Die Versteigerung des Auktionshauses Clesle ist eine von ganz wenigen in diesem Jahr gewesen, teilnehmen konnte man nur online. Angeboten wurden gestrandete Koffer, Rucksäcke und Reisetaschen. „Wir bekommen aber auch Kisten, die voll sind mit Sonnenbrillen, Hüten oder Technikartikeln“, sagt Martin Clesle. Wegen des Chaos in der Gepäckabfertigung an deutschen Flughäfen werden in diesem Jahr voraussichtlich mehr Koffer versteigert als sonst. Weil Personal fehlt, müssen immer wieder Passagiere ohne Koffer in den Urlaub reisen.

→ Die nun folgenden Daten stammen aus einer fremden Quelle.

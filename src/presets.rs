//! Built-in column declaration sets for the supported import pages.

use crate::generation::ValueGenerator;
use crate::types::{ColumnDeclaration, ColumnSet, ValueOption};

/// Items: owned by the acting user, typed through `type_id`.
pub fn item_columns() -> ColumnSet {
    ColumnSet::from_known(vec![
        ColumnDeclaration::new("name", "Item Name")
            .with_description("The name of the item")
            .required()
            .with_generator(ValueGenerator::ProductName),
        ColumnDeclaration::new("description", "Description")
            .with_description("A brief description of the item")
            .with_generator(ValueGenerator::ProductDescription),
        ColumnDeclaration::new("type_id", "Type ID")
            .with_description("Foreign key to the types table")
            .required()
            .with_options(vec![
                ValueOption::new(1, "Electronics"),
                ValueOption::new(2, "Clothing"),
                ValueOption::new(3, "Books"),
                ValueOption::new(4, "Home Goods"),
                ValueOption::new(5, "Sports Equipment"),
            ]),
    ])
}

/// Item types.
pub fn type_columns() -> ColumnSet {
    ColumnSet::from_known(vec![
        ColumnDeclaration::new("name", "Type Name")
            .with_description("The name of the item type")
            .required()
            .with_generator(ValueGenerator::Department),
        ColumnDeclaration::new("description", "Description")
            .with_description("A brief description of the item type")
            .with_generator(ValueGenerator::ProductAdjective),
    ])
}

/// Flashcards (demo set, no backing table).
pub fn flashcard_columns() -> ColumnSet {
    ColumnSet::from_known(vec![
        ColumnDeclaration::new("front", "Front Side")
            .with_description("The question or prompt shown to the user")
            .required()
            .with_generator(ValueGenerator::Sentence),
        ColumnDeclaration::new("back", "Back Side")
            .with_description("The answer or content revealed after flipping")
            .required()
            .with_generator(ValueGenerator::Paragraph),
        ColumnDeclaration::new("category_id", "Category")
            .with_description("Foreign key to the categories table")
            .with_options(vec![
                ValueOption::new(1, "Programming"),
                ValueOption::new(2, "Mathematics"),
                ValueOption::new(3, "Science"),
                ValueOption::new(4, "Languages"),
                ValueOption::new(5, "History"),
            ]),
        ColumnDeclaration::new("difficulty", "Difficulty")
            .with_description("Difficulty level of the flashcard")
            .with_options(vec![
                ValueOption::new("easy", "Beginner level"),
                ValueOption::new("medium", "Intermediate level"),
                ValueOption::new("hard", "Advanced level"),
            ]),
    ])
}

/// Users. `role_id` and `status` are accepted but not stored.
pub fn user_columns() -> ColumnSet {
    ColumnSet::from_known(vec![
        ColumnDeclaration::new("name", "Full Name")
            .required()
            .with_generator(ValueGenerator::FullName),
        ColumnDeclaration::new("email", "Email Address")
            .with_description("Must be unique")
            .required()
            .with_generator(ValueGenerator::Email),
        ColumnDeclaration::new("role_id", "User Role")
            .with_description("Foreign key to the roles table")
            .required()
            .with_options(vec![
                ValueOption::new(1, "Admin - Full system access"),
                ValueOption::new(2, "Editor - Can edit content"),
                ValueOption::new(3, "User - Basic access"),
                ValueOption::new(4, "Guest - Limited access"),
            ]),
        ColumnDeclaration::new("status", "Account Status")
            .with_description("Current status of the user account")
            .required()
            .with_options(vec![
                ValueOption::new("active", "Account is active"),
                ValueOption::new("inactive", "Account is temporarily disabled"),
                ValueOption::new("pending", "Account awaiting verification"),
                ValueOption::new("banned", "Account permanently disabled"),
            ]),
    ])
}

Bis ein gestrandeter Koffer bei einer Auktion versteigert werden darf, müssen aber mindestens drei Monate vergehen. So lange bewahren die Fundbüros der Airlines und Flughäfen die Koffer auf; danach gehen sie in den Besitz der Fluglinien über. Diese geben sie dann weiter an die Auktionshäuser. Bevor ein Koffer in eine Auktion kommt, wird der Inhalt aber nach illegalen Waren wie Waffen und Drogen, nasser Kleidung und verderblichen Lebensmitteln durchsucht.
Bei der Auktion von Clesle wurden 35 Gepäckstücke sowie Kisten mit Hüten, Mützen sowie Brillen versteigert. In den meisten Fällen waren es Trolleys und Reisetaschen, auf die geboten werden konnte. Die Gebote begannen in der Regel ab 15 Euro. Dann ging es in Ein- bis Fünf-Euro-Schritten aufwärts. Eine kleine Kindertasche fand nach 26 Geboten für 48 Euro einen neuen Besitzer. Hinzu kommen jeweils ein sogenanntes Aufgeld von rund 18 Prozent des Kaufpreises, die Mehrwertsteuer und Kosten für den Versand.
Die Internetseite „traumkoffer. de“gibt Schnäppchenjägern Tipps für die Versteigerung: Zunächst soll man sich auf sein Bauchgefühl verlassen; der Spaß soll im Vordergrund stehen. Dann sollte man sich einen Koffer aussuchen, den man selbst weiterverwenden möchte. Die drei wichtigsten Regeln seien aber: 1. Lassen Sie sich nicht durch andere Bieter beeinflussen. 2. Setzen Sie sich beim Bieten ein Limit. 3. Schwer bedeutet nicht immer wertvoll. „Der Reiz für die Bieter liegt in der Regel darin, dass es sich um Überraschungen handelt, die sie ersteigern können. Während in dem einen Gepäckstück aus der Kofferversteigerung Kameras mit hohem Wert zu finden sein können, kann ein anderer Koffer nur mit schmutziger Wäsche gefüllt sein“, heißt es auf der Branchenseite.
Wer bei einer Onlineauktion mitmachen möchte, muss sich vorher auf der jeweiligen Plattform registrieren. Wann die nächste Kofferauktion stattfinden wird, steht noch nicht fest. Bei Clesle rechnet man aber infolge des sommerlichen Kofferchaos an den Flughäfen damit, dass noch vieles „auf den Markt“kommen wird, das einen neuen Besitzer sucht.